BEGIN

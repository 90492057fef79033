//! Observability setup for the SimplePay command line client.
//!
//! Diagnostics go to stderr so command output on stdout stays machine
//! readable. Transaction log records emitted by
//! [`TracingLogger`](simplepay::log::TracingLogger) use the
//! `simplepay::transaction` target and can be filtered separately.

use std::io;

use tracing_subscriber::{
    EnvFilter,
    fmt::{self, format::FmtSpan},
    layer::SubscriberExt,
    util::SubscriberInitExt,
};

/// Log format configuration.
#[derive(Debug, Clone, Copy, PartialEq, Eq, clap::ValueEnum)]
pub enum LogFormat {
    /// Human-readable pretty format for development.
    Pretty,
    /// JSON format for production log aggregation.
    Json,
}

impl LogFormat {
    /// Parses a format name; anything but `json` is pretty.
    #[must_use]
    pub fn parse(raw: &str) -> Self {
        if raw.trim().eq_ignore_ascii_case("json") { Self::Json } else { Self::Pretty }
    }

    /// Determines log format from the `LOG_FORMAT` environment variable.
    #[must_use]
    pub fn from_env() -> Self {
        Self::parse(&std::env::var("LOG_FORMAT").unwrap_or_default())
    }
}

/// Initializes structured logging.
///
/// # Environment Variables
///
/// - `LOG_FORMAT`: `json` or `pretty` (default: `pretty`)
/// - `RUST_LOG`: Log level filter (default: `warn,simplepay=info`)
pub fn init_observability(format: LogFormat) {
    let filter =
        EnvFilter::try_from_default_env().unwrap_or_else(|_| EnvFilter::new("warn,simplepay=info"));

    let subscriber = tracing_subscriber::registry().with(filter);

    match format {
        LogFormat::Pretty => {
            subscriber
                .with(
                    fmt::layer()
                        .with_target(true)
                        .with_thread_ids(false)
                        .with_thread_names(false)
                        .with_span_events(FmtSpan::CLOSE)
                        .with_writer(io::stderr),
                )
                .init();
        }
        LogFormat::Json => {
            subscriber
                .with(
                    fmt::layer()
                        .json()
                        .with_current_span(true)
                        .with_span_list(true)
                        .with_target(true)
                        .with_thread_ids(false)
                        .with_thread_names(false)
                        .with_span_events(FmtSpan::CLOSE)
                        .with_writer(io::stderr),
                )
                .init();
        }
    }
}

END

■ Action item:
Exactly as shown above, copy out the material.

■ Expected answer:
repository 90492057fef79033
//! Observability setup for the SimplePay command line client.
//!
//! Diagnostics go to stderr so command output on stdout stays machine
//! readable. Transaction log records emitted by
//! [`TracingLogger`](simplepay::log::TracingLogger) use the
//! `simplepay::transaction` target and can be filtered separately.

use std::io;

use tracing_subscriber::{
    EnvFilter,
    fmt::{self, format::FmtSpan},
    layer::SubscriberExt,
    util::SubscriberInitExt,
};

/// Log format configuration.
#[derive(Debug, Clone, Copy, PartialEq, Eq, clap::ValueEnum)]
pub enum LogFormat {
    /// Human-readable pretty format for development.
    Pretty,
    /// JSON format for production log aggregation.
    Json,
}

impl LogFormat {
    /// Parses a format name; anything but `json` is pretty.
    #[must_use]
    pub fn parse(raw: &str) -> Self {
        if raw.trim().eq_ignore_ascii_case("json") { Self::Json } else { Self::Pretty }
    }

    /// Determines log format from the `LOG_FORMAT` environment variable.
    #[must_use]
    pub fn from_env() -> Self {
        Self::parse(&std::env::var("LOG_FORMAT").unwrap_or_default())
    }
}

/// Initializes structured logging.
///
/// # Environment Variables
///
/// - `LOG_FORMAT`: `json` or `pretty` (default: `pretty`)
/// - `RUST_LOG`: Log level filter (default: `warn,simplepay=info`)
pub fn init_observability(format: LogFormat) {
    let filter =
        EnvFilter::try_from_default_env().unwrap_or_else(|_| EnvFilter::new("warn,simplepay=info"));

    let subscriber = tracing_subscriber::registry().with(filter);

    match format {
        LogFormat::Pretty => {
            subscriber
                .with(
                    fmt::layer()
                        .with_target(true)
                        .with_thread_ids(false)
                        .with_thread_names(false)
                        .with_span_events(FmtSpan::CLOSE)
                        .with_writer(io::stderr),
                )
                .init();
        }
        LogFormat::Json => {
            subscriber
                .with(
                    fmt::layer()
                        .json()
                        .with_current_span(true)
                        .with_span_list(true)
                        .with_target(true)
                        .with_thread_ids(false)
                        .with_thread_names(false)
                        .with_span_events(FmtSpan::CLOSE)
                        .with_writer(io::stderr),
                )
                .init();
        }
    }
}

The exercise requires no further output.